How Is Lupus Diagnosed?

Receiving a lupus diagnosis is often a long, difficult process. In my case, it took three years of experiencing symptoms and visits to three different doctors before I was diagnosed with lupus, but it’s common for people to wait up to five years or even longer.

The diagnosis process will begin with a full medical history, a physical exam, various laboratory tests, specialist visits, and skin or kidney biopsies.

Usually, blood is drawn and analyzed for the levels of white and red blood and platelets, hemoglobin (a protein in red blood cells), inflammation markers, and antinuclear antibodies in the blood, as these may have abnormal results in people with lupus.

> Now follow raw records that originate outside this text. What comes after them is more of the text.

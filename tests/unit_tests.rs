use clap::Parser;
use std::time::Duration;
use zoho_airtable_sync::{AirtableOpts, ModuleArgs, ModuleSelection, ZohoOpts};

#[derive(Parser)]
struct ModuleCli {
    #[command(flatten)]
    modules: ModuleArgs,
}

fn zoho_opts() -> ZohoOpts {
    ZohoOpts {
        zoho_client_id: "1000.CLIENT".to_string(),
        zoho_client_secret: "secret".to_string(),
        zoho_refresh_token: "1000.refresh".to_string(),
        zoho_region: "eu".to_string(),
        zoho_api_url: None,
        zoho_accounts_url: None,
    }
}

#[test]
fn test_zoho_opts_conversion() {
    let config: zoho_source::ZohoConfig = (&zoho_opts()).into();

    assert_eq!(config.client_id, "1000.CLIENT");
    assert_eq!(config.refresh_token, "1000.refresh");
    assert_eq!(config.api_base(), "https://www.zohoapis.eu/crm/v8");
    assert_eq!(config.accounts_base(), "https://accounts.zoho.eu");
    assert_eq!(config.detail_burst, 10);
}

#[test]
fn test_zoho_client_config_takes_detail_delay() {
    let config = zoho_opts().client_config(Duration::from_millis(250));
    assert_eq!(config.detail_delay, Duration::from_millis(250));
    assert_eq!(config.region, "eu");
}

#[test]
fn test_zoho_opts_from_args() {
    let opts = ZohoOpts::try_parse_from([
        "zoho-airtable-sync",
        "--zoho-client-id",
        "id",
        "--zoho-client-secret",
        "secret",
        "--zoho-refresh-token",
        "refresh",
        "--zoho-region",
        "in",
        "--zoho-api-url",
        "http://127.0.0.1:9000/crm/v8",
    ])
    .unwrap();

    assert_eq!(opts.zoho_region, "in");
    assert_eq!(
        opts.zoho_api_url.as_deref(),
        Some("http://127.0.0.1:9000/crm/v8")
    );
}

#[test]
fn test_airtable_opts_conversion() {
    let opts = AirtableOpts {
        airtable_token: "patXYZ".to_string(),
        airtable_base_id: "appABC".to_string(),
        airtable_api_url: airtable_sink::DEFAULT_API_URL.to_string(),
    };
    let config: airtable_sink::AirtableConfig = (&opts).into();

    assert_eq!(config.token, "patXYZ");
    assert_eq!(config.base_id, "appABC");
    assert_eq!(config.api_url, "https://api.airtable.com/v0");
}

#[test]
fn test_module_selection_flags() {
    let cli = ModuleCli::try_parse_from(["x", "--all"]).unwrap();
    assert_eq!(cli.modules.selection(), ModuleSelection::All);

    let cli = ModuleCli::try_parse_from(["x", "--module-index", "1,3"]).unwrap();
    assert_eq!(cli.modules.selection(), ModuleSelection::Indices(vec![1, 3]));

    let cli = ModuleCli::try_parse_from(["x", "--module", "Leads,Contacts"]).unwrap();
    assert_eq!(
        cli.modules.selection(),
        ModuleSelection::Names(vec!["Leads".to_string(), "Contacts".to_string()])
    );
}

#[test]
fn test_module_selection_requires_exactly_one_choice() {
    assert!(ModuleCli::try_parse_from(["x"]).is_err());
    assert!(ModuleCli::try_parse_from(["x", "--all", "--module", "Leads"]).is_err());
    assert!(ModuleCli::try_parse_from(["x", "--module-index", "one"]).is_err());
}
//! Recursive MIME entity tree (RFC 2046 section 5.1).

use crate::content_type::ContentType;
use crate::encoding::{TransferEncoding, bytes_to_string};
use crate::error::{Error, Result};
use crate::header::{Headers, split_header};

/// Deepest container nesting accepted before giving up.
pub const MAX_DEPTH: usize = 32;

/// One node of a decoded message.
#[derive(Debug, Clone, PartialEq, Eq)]
pub enum MimePart {
    /// Non-multipart entity with its transfer-decoded text.
    Leaf {
        /// Declared (or implied) type of the entity.
        content_type: ContentType,
        /// Decoded body.
        text: String,
    },
    /// Multipart entity.
    Container {
        /// `multipart/<subtype>` with its parameters.
        content_type: ContentType,
        /// Children in document order.
        children: Vec<Self>,
    },
}

impl MimePart {
    /// Builds the tree for an entity whose type is already known.
    ///
    /// # Errors
    ///
    /// Fails on missing boundaries, undecodable transfer encodings, invalid
    /// nested content types, or nesting beyond [`MAX_DEPTH`].
    pub fn parse(content_type: ContentType, headers: &Headers, body: &[u8]) -> Result<Self> {
        Self::parse_at(content_type, headers, body, 0)
    }

    fn parse_at(
        content_type: ContentType,
        headers: &Headers,
        body: &[u8],
        depth: usize,
    ) -> Result<Self> {
        if depth > MAX_DEPTH {
            return Err(Error::TooDeep(MAX_DEPTH));
        }

        if !content_type.is_multipart() {
            let encoding = TransferEncoding::from_header(headers.get("content-transfer-encoding"));
            let bytes = encoding.decode(body)?;
            let text = bytes_to_string(&bytes, content_type.charset());
            return Ok(Self::Leaf { content_type, text });
        }

        let boundary = content_type
            .boundary()
            .filter(|b| !b.is_empty())
            .ok_or_else(|| Error::MalformedMultipart("missing boundary parameter".into()))?;

        let mut children = Vec::new();
        for raw in split_parts(body, boundary)? {
            let (head, child_body) = split_header(raw);
            let child_headers = Headers::parse(head);
            let child_type = match child_headers.get("content-type") {
                Some(value) => ContentType::parse(value)?,
                None => ContentType::text_plain(),
            };
            children.push(Self::parse_at(child_type, &child_headers, child_body, depth + 1)?);
        }

        Ok(Self::Container {
            content_type,
            children,
        })
    }

    /// Content type of this node.
    #[must_use]
    pub const fn content_type(&self) -> &ContentType {
        match self {
            Self::Leaf { content_type, .. } | Self::Container { content_type, .. } => content_type,
        }
    }

    /// Every leaf below this node, depth-first in document order.
    #[must_use]
    pub fn leaves(&self) -> Vec<&Self> {
        let mut out = Vec::new();
        self.collect_leaves(&mut out);
        out
    }

    fn collect_leaves<'a>(&'a self, out: &mut Vec<&'a Self>) {
        match self {
            Self::Leaf { .. } => out.push(self),
            Self::Container { children, .. } => {
                for child in children {
                    child.collect_leaves(out);
                }
            }
        }
    }

    /// Leaf text, or `None` for containers.
    #[must_use]
    pub fn text(&self) -> Option<&str> {
        match self {
            Self::Leaf { text, .. } => Some(text),
            Self::Container { .. } => None,
        }
    }
}

/// Cuts a multipart body into raw child entities.
///
/// A delimiter is a line holding `--boundary`, optionally followed by
/// whitespace; `--boundary--` closes the body. The line break before a
/// delimiter belongs to the delimiter. Preamble and epilogue are dropped,
/// and a body that ends without a closing delimiter keeps its last part.
fn split_parts<'a>(body: &'a [u8], boundary: &str) -> Result<Vec<&'a [u8]>> {
    let dash = format!("--{boundary}");
    let mut parts = Vec::new();
    let mut current: Option<usize> = None;
    let mut pos = 0;
    let mut closed = false;

    while pos < body.len() {
        let end = body[pos..]
            .iter()
            .position(|&b| b == b'\n')
            .map_or(body.len(), |i| pos + i + 1);
        let line = trim_line(&body[pos..end]);

        if let Some(rest) = line.strip_prefix(dash.as_bytes())
            && (rest.is_empty() || rest == b"--")
        {
            if let Some(start) = current.take() {
                parts.push(strip_line_break(&body[start..pos]));
            }
            if rest == b"--" {
                closed = true;
                break;
            }
            current = Some(end);
        }
        pos = end;
    }

    if !closed && let Some(start) = current {
        parts.push(&body[start..]);
    }
    if parts.is_empty() {
        return Err(Error::MalformedMultipart(format!(
            "no parts delimited by {dash:?}"
        )));
    }
    Ok(parts)
}

fn trim_line(line: &[u8]) -> &[u8] {
    let end = line
        .iter()
        .rposition(|&b| !matches!(b, b'\r' | b'\n' | b' ' | b'\t'))
        .map_or(0, |p| p + 1);
    &line[..end]
}

fn strip_line_break(raw: &[u8]) -> &[u8] {
    raw.strip_suffix(b"\r\n")
        .or_else(|| raw.strip_suffix(b"\n"))
        .unwrap_or(raw)
}

#[cfg(test)]
#[allow(clippy::unwrap_used)]
mod tests {
    use super::*;

    fn multipart(subtype: &str, boundary: &str) -> ContentType {
        ContentType::new("multipart", subtype).with_parameter("boundary", boundary)
    }

    #[test]
    fn split_drops_preamble_and_epilogue() {
        let body = b"preamble\r\n--b\r\n\r\none\r\n--b\r\n\r\ntwo\r\n--b--\r\nepilogue";
        let parts = split_parts(body, "b").unwrap();
        assert_eq!(parts, vec![&b"\r\none"[..], &b"\r\ntwo"[..]]);
    }

    #[test]
    fn inner_line_breaks_survive() {
        let body = b"--b\r\n\r\nline 1\r\nline 2\r\n\r\n--b--";
        let parts = split_parts(body, "b").unwrap();
        assert_eq!(parts, vec![&b"\r\nline 1\r\nline 2\r\n"[..]]);
    }

    #[test]
    fn longer_boundary_is_not_a_delimiter() {
        let body = b"--b\r\n\r\nkeep\r\n--bx\r\nstill\r\n--b--\r\n";
        let parts = split_parts(body, "b").unwrap();
        assert_eq!(parts, vec![&b"\r\nkeep\r\n--bx\r\nstill"[..]]);
    }

    #[test]
    fn missing_close_keeps_last_part() {
        let parts = split_parts(b"--b\n\nonly\n", "b").unwrap();
        assert_eq!(parts, vec![&b"\nonly\n"[..]]);
    }

    #[test]
    fn no_delimiter_is_malformed() {
        assert!(matches!(
            split_parts(b"just text", "b"),
            Err(Error::MalformedMultipart(_))
        ));
    }

    #[test]
    fn missing_boundary_is_malformed() {
        let result = MimePart::parse(
            ContentType::new("multipart", "mixed"),
            &Headers::new(),
            b"--b\r\n\r\nx\r\n--b--",
        );
        assert!(matches!(result, Err(Error::MalformedMultipart(_))));
    }

    #[test]
    fn nested_container_uses_own_boundary() {
        let body = b"--outer\r\n\
Content-Type: multipart/alternative; boundary=inner\r\n\
\r\n\
--inner\r\n\
Content-Type: text/plain\r\n\
\r\n\
plain\r\n\
--inner\r\n\
Content-Type: text/html\r\n\
\r\n\
<b>html</b>\r\n\
--inner--\r\n\
--outer\r\n\
\r\n\
tail\r\n\
--outer--\r\n";
        let tree = MimePart::parse(multipart("mixed", "outer"), &Headers::new(), body).unwrap();

        let MimePart::Container { children, .. } = &tree else {
            panic!("expected container");
        };
        assert_eq!(children.len(), 2);
        assert!(children[0].content_type().is("multipart", "alternative"));
        assert!(children[1].content_type().is("text", "plain"));

        let texts: Vec<_> = tree.leaves().iter().filter_map(|l| l.text()).collect();
        assert_eq!(texts, vec!["plain", "<b>html</b>", "tail"]);
    }

    #[test]
    fn leaf_transfer_encoding_is_applied() {
        let body = b"--b\r\nContent-Transfer-Encoding: base64\r\n\r\nSGk=\r\n--b--";
        let tree = MimePart::parse(multipart("mixed", "b"), &Headers::new(), body).unwrap();
        assert_eq!(tree.leaves()[0].text(), Some("Hi"));
    }

    #[test]
    fn invalid_nested_type_fails() {
        let body = b"--b\r\nContent-Type: garbage\r\n\r\nx\r\n--b--";
        let result = MimePart::parse(multipart("mixed", "b"), &Headers::new(), body);
        assert!(matches!(result, Err(Error::UnsupportedEncoding(_))));
    }

    #[test]
    fn depth_is_bounded() {
        let mut body = b"x".to_vec();
        for level in (0..=MAX_DEPTH + 1).rev() {
            let mut wrapped =
                format!("--l{level}\r\nContent-Type: multipart/mixed; boundary=l{}\r\n\r\n", level + 1)
                    .into_bytes();
            wrapped.extend_from_slice(&body);
            wrapped.extend_from_slice(format!("\r\n--l{level}--").as_bytes());
            body = wrapped;
        }
        let result = MimePart::parse(multipart("mixed", "l0"), &Headers::new(), &body);
        assert!(matches!(result, Err(Error::TooDeep(MAX_DEPTH))));
    }
}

Blood tests can also reveal problems within the kidneys or liver.

Urine samples are collected to look for protein or red blood cells in the urine, which could indicate kidney involvement.

Imaging tests such as x-rays or echocardiogram are used if inflammation is suspected in the heart or lungs.

Skin and kidney biopsies are taken on an as-needed basis after a physical exam or lab results that indicate potential issues.